Adam Grant talks about psychological safety - the conditions that have to exist before someone can be vulnerable without fear of punishment. For many men, especially men over forty who grew up in households where male emotion was met with contempt or further consequence, psychological safety around verbal apology was never established.
It wasn’t modeled. It wasn’t rewarded. It wasn’t safe.
So they built something else. Something that works through hands and hours and quiet mornings. Something that says I love you in fixed hinges and clean floors and tightened screws.
Learning to Translate
If you’re the partner of this man - and you’ve spent years feeling frustrated by what you interpreted as his refusal to engage - I want to offer something that isn’t an excuse. It’s a lens.
Next time there’s a fight, watch what happens the next morning. Not what he says. What he does. Track the specificity of it. Notice whether his actions connect to things you’ve expressed wanting or needing.
And if they do - if that fixed shelf is actually a love letter written in wood and metal - consider that he might be having the conversation you’ve been waiting for. Just not with words.
This doesn’t mean you can’t also need the words. You absolutely can. Both things can be true. You can honor his language while also asking him to learn yours. But the asking works differently when it comes from “I see what you’re doing and I know what it means” rather than “why won’t you just say sorry like a normal person.”
Because he’s not refusing. He never was. He’s been saying it this whole time - in the only language his body trusts won’t be turned against him.
What I’m Still Learning
I’m forty-six and I still catch myself reaching for a task when what’s needed is a sentence. I still feel the pull to fix something external when the real thing that needs repair is the space between me and someone I love.
But I’m learning that the words don’t have to be perfect. They don’t have to be a performance. They can be as simple and quiet as tightening a hinge at six in the morning.
“I’m sorry. I heard you. I’m trying.”
Nine words.
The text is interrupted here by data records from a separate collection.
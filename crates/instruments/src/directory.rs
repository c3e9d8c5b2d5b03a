use crate::error::InstrumentError;
use async_trait::async_trait;
use core_types::Instrument;
use rust_decimal::Decimal;
use std::collections::HashMap;
use tokio::sync::RwLock;

/// Read access to instrument prices, as needed by order handling and valuation.
///
/// The engine never writes prices; it only looks them up. Implementations may
/// return a price that changes between two calls.
#[async_trait]
pub trait InstrumentDirectory: Send + Sync {
    /// Returns the instrument traded as `symbol` on `exchange`, if listed.
    async fn lookup(&self, symbol: &str, exchange: &str) -> Option<Instrument>;

    /// Returns the whole catalogue.
    async fn list(&self) -> Vec<Instrument>;
}

type InstrumentKey = (String, String);

#[derive(Debug, Default)]
struct Catalogue {
    by_key: HashMap<InstrumentKey, Instrument>,
    // Listing order, so `list` is stable across calls.
    order: Vec<InstrumentKey>,
}

/// The in-process price store backing the simulator.
#[derive(Debug, Default)]
pub struct InMemoryInstrumentDirectory {
    catalogue: RwLock<Catalogue>,
}

impl InMemoryInstrumentDirectory {
    pub fn new(instruments: impl IntoIterator<Item = Instrument>) -> Self {
        let mut catalogue = Catalogue::default();
        for instrument in instruments {
            let key = (instrument.symbol.clone(), instrument.exchange.clone());
            if catalogue.by_key.insert(key.clone(), instrument).is_none() {
                catalogue.order.push(key);
            }
        }
        Self {
            catalogue: RwLock::new(catalogue),
        }
    }

    /// Moves the last traded price of a listed instrument.
    pub async fn update_price(
        &self,
        symbol: &str,
        exchange: &str,
        price: Decimal,
    ) -> Result<Instrument, InstrumentError> {
        if price <= Decimal::ZERO {
            return Err(InstrumentError::InvalidPrice(price));
        }

        let mut catalogue = self.catalogue.write().await;
        let instrument = catalogue
            .by_key
            .get_mut(&(symbol.to_string(), exchange.to_string()))
            .ok_or_else(|| InstrumentError::NotFound {
                symbol: symbol.to_string(),
                exchange: exchange.to_string(),
            })?;

        tracing::debug!(
            symbol,
            exchange,
            from = %instrument.last_traded_price,
            to = %price,
            "Instrument price updated."
        );
        instrument.last_traded_price = price;
        Ok(instrument.clone())
    }
}

#[async_trait]
impl InstrumentDirectory for InMemoryInstrumentDirectory {
    async fn lookup(&self, symbol: &str, exchange: &str) -> Option<Instrument> {
        let catalogue = self.catalogue.read().await;
        catalogue
            .by_key
            .get(&(symbol.to_string(), exchange.to_string()))
            .cloned()
    }

    async fn list(&self) -> Vec<Instrument> {
        let catalogue = self.catalogue.read().await;
        catalogue
            .order
            .iter()
            .filter_map(|key| catalogue.by_key.get(key).cloned())
            .collect()
    }
}

#[cfg(test)]
mod tests {
    use super::*;
    use rust_decimal_macros::dec;

    fn equity(symbol: &str, price: Decimal) -> Instrument {
        Instrument {
            symbol: symbol.to_string(),
            exchange: "NSE".to_string(),
            instrument_type: "EQUITY".to_string(),
            last_traded_price: price,
        }
    }

    #[tokio::test]
    async fn lookup_is_keyed_by_symbol_and_exchange() {
        let directory = InMemoryInstrumentDirectory::new([equity("TCS", dec!(3420.75))]);

        assert!(directory.lookup("TCS", "NSE").await.is_some());
        assert!(directory.lookup("TCS", "BSE").await.is_none());
        assert!(directory.lookup("INFY", "NSE").await.is_none());
    }

    #[tokio::test]
    async fn list_keeps_listing_order() {
        let directory = InMemoryInstrumentDirectory::new([
            equity("WIPRO", dec!(485.50)),
            equity("LT", dec!(3425.75)),
            equity("SBIN", dec!(625.25)),
        ]);
        let symbols: Vec<_> = directory
            .list()
            .await
            .into_iter()
            .map(|i| i.symbol)
            .collect();
        assert_eq!(symbols, ["WIPRO", "LT", "SBIN"]);
    }

    #[tokio::test]
    async fn update_price_moves_the_quote() {
        let directory = InMemoryInstrumentDirectory::new([equity("SBIN", dec!(625.25))]);

        let updated = directory.update_price("SBIN", "NSE", dec!(630)).await.unwrap();
        assert_eq!(updated.last_traded_price, dec!(630));
        assert_eq!(
            directory.lookup("SBIN", "NSE").await.unwrap().last_traded_price,
            dec!(630)
        );

        assert_eq!(
            directory.update_price("SBIN", "NSE", dec!(0)).await,
            Err(InstrumentError::InvalidPrice(dec!(0)))
        );
        assert!(matches!(
            directory.update_price("NOPE", "NSE", dec!(1)).await,
            Err(InstrumentError::NotFound { .. })
        ));
    }
}
use crate::error::ConfigError;
use core_types::Instrument;
use rust_decimal::Decimal;
use rust_decimal_macros::dec;
use serde::Deserialize;
use std::collections::HashSet;
use std::time::Duration;

/// The root configuration structure for the entire application.
#[derive(Debug, Clone, Deserialize)]
pub struct Config {
    #[serde(default)]
    pub execution: ExecutionSettings,
    #[serde(default)]
    pub server: ServerSettings,
    #[serde(default)]
    pub logging: LoggingSettings,
    #[serde(default = "default_instruments")]
    pub instruments: Vec<InstrumentSeed>,
}

/// Contains parameters for the asynchronous execution engine.
#[derive(Debug, Clone, Deserialize)]
#[serde(default)]
pub struct ExecutionSettings {
    /// Processing lag between submission and the execution attempt, in milliseconds.
    pub delay_ms: u64,

    /// How far the market may sit on the wrong side of a limit price and still fill.
    /// 0.05 corresponds to 5%.
    pub limit_tolerance: Decimal,
}

/// Where the HTTP API listens.
#[derive(Debug, Clone, Deserialize)]
#[serde(default)]
pub struct ServerSettings {
    pub host: String,
    pub port: u16,
}

#[derive(Debug, Clone, Deserialize)]
#[serde(default)]
pub struct LoggingSettings {
    /// An `EnvFilter` directive such as `info` or `engine=debug,info`.
    /// `RUST_LOG` takes precedence when set.
    pub filter: String,
    /// When non-empty, logs are also written to a daily rolling file in this directory.
    pub directory: String,
}

/// One entry of the instrument catalogue loaded at startup.
#[derive(Debug, Clone, Deserialize)]
pub struct InstrumentSeed {
    pub symbol: String,
    pub exchange: String,
    #[serde(default = "default_instrument_type")]
    pub instrument_type: String,
    pub last_traded_price: Decimal,
}

// --- Default Implementations ---
// Every section may be omitted from the toml; these mirror the values the
// simulator has always shipped with.

impl Default for Config {
    fn default() -> Self {
        Self {
            execution: ExecutionSettings::default(),
            server: ServerSettings::default(),
            logging: LoggingSettings::default(),
            instruments: default_instruments(),
        }
    }
}

impl Default for ExecutionSettings {
    fn default() -> Self {
        Self {
            delay_ms: 1000,
            limit_tolerance: dec!(0.05),
        }
    }
}

impl Default for ServerSettings {
    fn default() -> Self {
        Self {
            host: "0.0.0.0".to_string(),
            port: 3000,
        }
    }
}

impl Default for LoggingSettings {
    fn default() -> Self {
        Self {
            filter: "info".to_string(),
            directory: String::new(),
        }
    }
}

fn default_instrument_type() -> String {
    "EQUITY".to_string()
}

fn seed(symbol: &str, price: Decimal) -> InstrumentSeed {
    InstrumentSeed {
        symbol: symbol.to_string(),
        exchange: "NSE".to_string(),
        instrument_type: default_instrument_type(),
        last_traded_price: price,
    }
}

fn default_instruments() -> Vec<InstrumentSeed> {
    vec![
        seed("RELIANCE", dec!(2450.50)),
        seed("TCS", dec!(3420.75)),
        seed("INFY", dec!(1520.25)),
        seed("HDFCBANK", dec!(1680.00)),
        seed("ICICIBANK", dec!(980.50)),
        seed("BHARTIARTL", dec!(1120.75)),
        seed("SBIN", dec!(625.25)),
        seed("WIPRO", dec!(485.50)),
        seed("HCLTECH", dec!(1320.00)),
        seed("LT", dec!(3425.75)),
    ]
}

impl ExecutionSettings {
    pub fn delay(&self) -> Duration {
        Duration::from_millis(self.delay_ms)
    }
}

impl ServerSettings {
    pub fn address(&self) -> String {
        format!("{}:{}", self.host, self.port)
    }
}

impl From<&InstrumentSeed> for Instrument {
    fn from(seed: &InstrumentSeed) -> Self {
        Instrument {
            symbol: seed.symbol.clone(),
            exchange: seed.exchange.clone(),
            instrument_type: seed.instrument_type.clone(),
            last_traded_price: seed.last_traded_price,
        }
    }
}

impl Config {
    /// Rejects settings that would make the engine misbehave at runtime.
    pub fn validate(&self) -> Result<(), ConfigError> {
        let tolerance = self.execution.limit_tolerance;
        if tolerance < Decimal::ZERO || tolerance >= Decimal::ONE {
            return Err(ConfigError::ValidationError(format!(
                "execution.limit_tolerance must be within [0, 1), got {}",
                tolerance
            )));
        }

        let mut seen = HashSet::new();
        for seed in &self.instruments {
            if seed.last_traded_price <= Decimal::ZERO {
                return Err(ConfigError::ValidationError(format!(
                    "instrument {}/{} must have a positive last_traded_price",
                    seed.symbol, seed.exchange
                )));
            }
            if !seen.insert((seed.symbol.as_str(), seed.exchange.as_str())) {
                return Err(ConfigError::ValidationError(format!(
                    "instrument {}/{} is listed more than once",
                    seed.symbol, seed.exchange
                )));
            }
        }

        Ok(())
    }

    /// The seed catalogue converted into domain instruments.
    pub fn seed_instruments(&self) -> Vec<Instrument> {
        self.instruments.iter().map(Instrument::from).collect()
    }
}
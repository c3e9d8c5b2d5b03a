use crate::{auth::CurrentUser, error::AppError, AppState};
use axum::{
    extract::{rejection::JsonRejection, Path, State},
    http::StatusCode,
    Json,
};
use chrono::Utc;
use core_types::{Instrument, Order, OrderRequest, PositionSnapshot, Trade};
use engine::EngineError;
use instruments::InstrumentDirectory;
use serde::Serialize;
use serde_json::{json, Value};
use std::sync::Arc;
use uuid::Uuid;

/// The success envelope shared by every endpoint.
#[derive(Debug, Serialize)]
pub struct ApiResponse<T> {
    pub success: bool,
    pub data: T,
    #[serde(skip_serializing_if = "Option::is_none")]
    pub count: Option<usize>,
    #[serde(skip_serializing_if = "Option::is_none")]
    pub message: Option<String>,
}

impl<T> ApiResponse<T> {
    fn ok(data: T) -> Json<Self> {
        Json(Self {
            success: true,
            data,
            count: None,
            message: None,
        })
    }

    fn with_message(data: T, message: &str) -> Json<Self> {
        Json(Self {
            success: true,
            data,
            count: None,
            message: Some(message.to_string()),
        })
    }
}

impl<T> ApiResponse<Vec<T>> {
    fn list(data: Vec<T>) -> Json<Self> {
        Json(Self {
            success: true,
            count: Some(data.len()),
            data,
            message: None,
        })
    }
}

type ApiResult<T> = Result<Json<ApiResponse<T>>, AppError>;

// A malformed id can never name a stored record, so it is reported as missing.
fn parse_id(raw: &str, what: &str) -> Result<Uuid, AppError> {
    Uuid::parse_str(raw).map_err(|_| AppError::NotFound(format!("{} {} not found", what, raw)))
}

fn ensure_owner(owner: &str, user: &CurrentUser, what: &str) -> Result<(), AppError> {
    if owner != user.0 {
        return Err(EngineError::Unauthorized(format!("{} does not belong to user", what)).into());
    }
    Ok(())
}

/// # GET /
/// Entry points of the API.
pub async fn index() -> Json<Value> {
    Json(json!({
        "success": true,
        "message": "Welcome to the Meridian trading API",
        "version": env!("CARGO_PKG_VERSION"),
        "endpoints": {
            "instruments": "/api/v1/instruments",
            "orders": "/api/v1/orders",
            "trades": "/api/v1/trades",
            "portfolio": "/api/v1/portfolio",
        },
    }))
}

/// # GET /health
pub async fn health() -> Json<Value> {
    Json(json!({
        "success": true,
        "message": "Trading API SDK is running",
        "status": "UP",
        "timestamp": Utc::now(),
    }))
}

/// # GET /api/v1/instruments
pub async fn list_instruments(State(state): State<Arc<AppState>>) -> ApiResult<Vec<Instrument>> {
    let instruments = state.desk.instruments().list().await;
    Ok(ApiResponse::list(instruments))
}

/// # POST /api/v1/orders
/// Accepts the order and returns it in `NEW` status; execution follows later.
pub async fn place_order(
    State(state): State<Arc<AppState>>,
    user: CurrentUser,
    payload: Result<Json<OrderRequest>, JsonRejection>,
) -> Result<(StatusCode, Json<ApiResponse<Order>>), AppError> {
    let Json(request) = payload.map_err(|e| AppError::BadRequest(e.body_text()))?;
    let order = state.desk.order_book().submit(&request, &user.0).await?;
    Ok((
        StatusCode::CREATED,
        ApiResponse::with_message(order, "Order placed successfully"),
    ))
}

/// # GET /api/v1/orders
pub async fn list_orders(State(state): State<Arc<AppState>>, user: CurrentUser) -> ApiResult<Vec<Order>> {
    let orders = state.desk.order_book().list_by_user(&user.0).await;
    Ok(ApiResponse::list(orders))
}

/// # GET /api/v1/orders/:order_id
pub async fn get_order(
    Path(order_id): Path<String>,
    State(state): State<Arc<AppState>>,
    user: CurrentUser,
) -> ApiResult<Order> {
    let order_id = parse_id(&order_id, "Order")?;
    let order = state.desk.order_book().get(order_id).await?;
    ensure_owner(&order.user_id, &user, "Order")?;
    Ok(ApiResponse::ok(order))
}

/// # DELETE /api/v1/orders/:order_id
pub async fn cancel_order(
    Path(order_id): Path<String>,
    State(state): State<Arc<AppState>>,
    user: CurrentUser,
) -> ApiResult<Order> {
    let order_id = parse_id(&order_id, "Order")?;
    let order = state.desk.order_book().cancel(order_id, &user.0).await?;
    Ok(ApiResponse::with_message(order, "Order cancelled successfully"))
}

/// # GET /api/v1/trades
pub async fn list_trades(State(state): State<Arc<AppState>>, user: CurrentUser) -> ApiResult<Vec<Trade>> {
    let trades = state.desk.trades().list_by_user(&user.0).await;
    Ok(ApiResponse::list(trades))
}

/// # GET /api/v1/trades/:trade_id
pub async fn get_trade(
    Path(trade_id): Path<String>,
    State(state): State<Arc<AppState>>,
    user: CurrentUser,
) -> ApiResult<Trade> {
    let trade_id = parse_id(&trade_id, "Trade")?;
    let trade = state
        .desk
        .trades()
        .get(trade_id)
        .await
        .map_err(EngineError::from)?;
    ensure_owner(&trade.user_id, &user, "Trade")?;
    Ok(ApiResponse::ok(trade))
}

/// # GET /api/v1/portfolio
/// Holdings valued at the current instrument prices.
pub async fn get_portfolio(
    State(state): State<Arc<AppState>>,
    user: CurrentUser,
) -> ApiResult<Vec<PositionSnapshot>> {
    let positions = state.desk.portfolio().list_by_user(&user.0).await;
    Ok(ApiResponse::list(positions))
}
use core_types::Order;
use std::collections::HashMap;
use std::sync::Arc;
use tokio::sync::{Mutex, RwLock};
use uuid::Uuid;

/// Shared handle to one order. Holding its lock is what serialises a cancel
/// against an execution attempt on the same order.
pub(crate) type OrderHandle = Arc<Mutex<Order>>;

#[derive(Default)]
struct OrderIndex {
    by_id: HashMap<Uuid, OrderHandle>,
    // Submission order per user.
    by_user: HashMap<String, Vec<Uuid>>,
}

/// The registry of every order ever submitted. Orders are never removed.
#[derive(Default)]
pub(crate) struct OrderStore {
    index: RwLock<OrderIndex>,
}

impl OrderStore {
    pub(crate) async fn insert(&self, order: Order) -> OrderHandle {
        let id = order.id;
        let user_id = order.user_id.clone();
        let handle = Arc::new(Mutex::new(order));

        let mut index = self.index.write().await;
        index.by_id.insert(id, Arc::clone(&handle));
        index.by_user.entry(user_id).or_default().push(id);
        handle
    }

    pub(crate) async fn get(&self, id: Uuid) -> Option<OrderHandle> {
        self.index.read().await.by_id.get(&id).cloned()
    }

    /// Handles for the user's orders, oldest first.
    pub(crate) async fn for_user(&self, user_id: &str) -> Vec<OrderHandle> {
        let index = self.index.read().await;
        index
            .by_user
            .get(user_id)
            .map(|ids| ids.iter().filter_map(|id| index.by_id.get(id).cloned()).collect())
            .unwrap_or_default()
    }
}
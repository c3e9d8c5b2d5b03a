use core_types::{Order, OrderSide, OrderType};
use rust_decimal::Decimal;

/// The "virtual exchange" that decides whether an order fills, and at what price.
///
/// It is a pure calculator: it never touches order, trade or portfolio state.
/// The caller applies the returned fill price.
#[derive(Debug, Clone, Copy)]
pub struct SimulatedExchange {
    /// Fraction by which the market may sit beyond a limit price and still fill.
    tolerance: Decimal,
}

impl SimulatedExchange {
    pub fn new(tolerance: Decimal) -> Self {
        Self { tolerance }
    }

    /// Returns the fill price for `order` at `market_price`, or `None` if it does not fill.
    ///
    /// MARKET orders always fill at the market. LIMIT orders fill inside the
    /// tolerance band and never at a price worse than their limit:
    /// a BUY fills when `market <= limit * (1 + tolerance)` at `min(limit, market)`,
    /// a SELL fills when `market >= limit * (1 - tolerance)` at `max(limit, market)`.
    ///
    /// A BUY ceiling too large to represent is treated as unbounded; a SELL
    /// floor that cannot be computed never fills.
    pub fn quote_fill(&self, order: &Order, market_price: Decimal) -> Option<Decimal> {
        match order.order_type {
            OrderType::Market => Some(market_price),
            OrderType::Limit => {
                let limit = order.limit_price?;
                match order.side {
                    OrderSide::Buy => {
                        let within = Decimal::ONE
                            .checked_add(self.tolerance)
                            .and_then(|factor| limit.checked_mul(factor))
                            .is_none_or(|ceiling| market_price <= ceiling);
                        within.then(|| limit.min(market_price))
                    }
                    OrderSide::Sell => {
                        let within = Decimal::ONE
                            .checked_sub(self.tolerance)
                            .and_then(|factor| limit.checked_mul(factor))
                            .is_some_and(|floor| market_price >= floor);
                        within.then(|| limit.max(market_price))
                    }
                }
            }
        }
    }
}

#[cfg(test)]
mod tests {
    use super::*;
    use core_types::OrderRequest;
    use rust_decimal_macros::dec;

    fn order(request: OrderRequest) -> Order {
        Order::new(request.validate().unwrap(), "trader")
    }

    fn exchange() -> SimulatedExchange {
        SimulatedExchange::new(dec!(0.05))
    }

    #[test]
    fn market_orders_take_the_market() {
        let buy = order(OrderRequest::market("TCS", "NSE", OrderSide::Buy, 1));
        assert_eq!(exchange().quote_fill(&buy, dec!(3420.75)), Some(dec!(3420.75)));
    }

    #[test]
    fn limit_buy_inside_band_fills_at_limit() {
        let buy = order(OrderRequest::limit("TCS", "NSE", OrderSide::Buy, 1, dec!(100)));
        assert_eq!(exchange().quote_fill(&buy, dec!(104)), Some(dec!(100)));
        assert_eq!(exchange().quote_fill(&buy, dec!(105)), Some(dec!(100)));
    }

    #[test]
    fn limit_buy_below_limit_fills_at_market() {
        let buy = order(OrderRequest::limit("TCS", "NSE", OrderSide::Buy, 1, dec!(100)));
        assert_eq!(exchange().quote_fill(&buy, dec!(97.5)), Some(dec!(97.5)));
    }

    #[test]
    fn limit_buy_outside_band_does_not_fill() {
        let buy = order(OrderRequest::limit("TCS", "NSE", OrderSide::Buy, 1, dec!(100)));
        assert_eq!(exchange().quote_fill(&buy, dec!(110)), None);
        assert_eq!(exchange().quote_fill(&buy, dec!(105.01)), None);
    }

    #[test]
    fn limit_sell_band_mirrors_buy() {
        let sell = order(OrderRequest::limit("TCS", "NSE", OrderSide::Sell, 1, dec!(200)));
        assert_eq!(exchange().quote_fill(&sell, dec!(192)), Some(dec!(200)));
        assert_eq!(exchange().quote_fill(&sell, dec!(210)), Some(dec!(210)));
        assert_eq!(exchange().quote_fill(&sell, dec!(189.99)), None);
    }

    #[test]
    fn huge_limit_buy_fills_at_market_instead_of_overflowing() {
        let buy = order(OrderRequest::limit("TCS", "NSE", OrderSide::Buy, 1, Decimal::MAX));
        assert_eq!(exchange().quote_fill(&buy, dec!(3420.75)), Some(dec!(3420.75)));
    }

    #[test]
    fn huge_limit_sell_keeps_its_limit() {
        let sell = order(OrderRequest::limit("TCS", "NSE", OrderSide::Sell, 1, Decimal::MAX));
        assert_eq!(exchange().quote_fill(&sell, dec!(3420.75)), None);
    }

    #[test]
    fn zero_tolerance_requires_the_limit_itself() {
        let strict = SimulatedExchange::new(Decimal::ZERO);
        let buy = order(OrderRequest::limit("TCS", "NSE", OrderSide::Buy, 1, dec!(100)));
        assert_eq!(strict.quote_fill(&buy, dec!(100)), Some(dec!(100)));
        assert_eq!(strict.quote_fill(&buy, dec!(100.01)), None);
    }
}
No conditions attached.
If you’re a man who recognizes himself in this - who has spent decades apologizing with his hands because his mouth learned early that words were weapons that could be used against him - I want you to know something.
Your apologies counted. Every single one of them. The car washes and the fixed shelves and the bins taken out in the dark while everyone else slept. Those counted. They were real. They meant what you meant them to mean.
And if you want to add words to them now - just words, small ones, with no performance and no negotiation - you’re allowed to do that too. The words don’t erase what your hands have been saying all along.
They just make it easier for the person you love to hear you.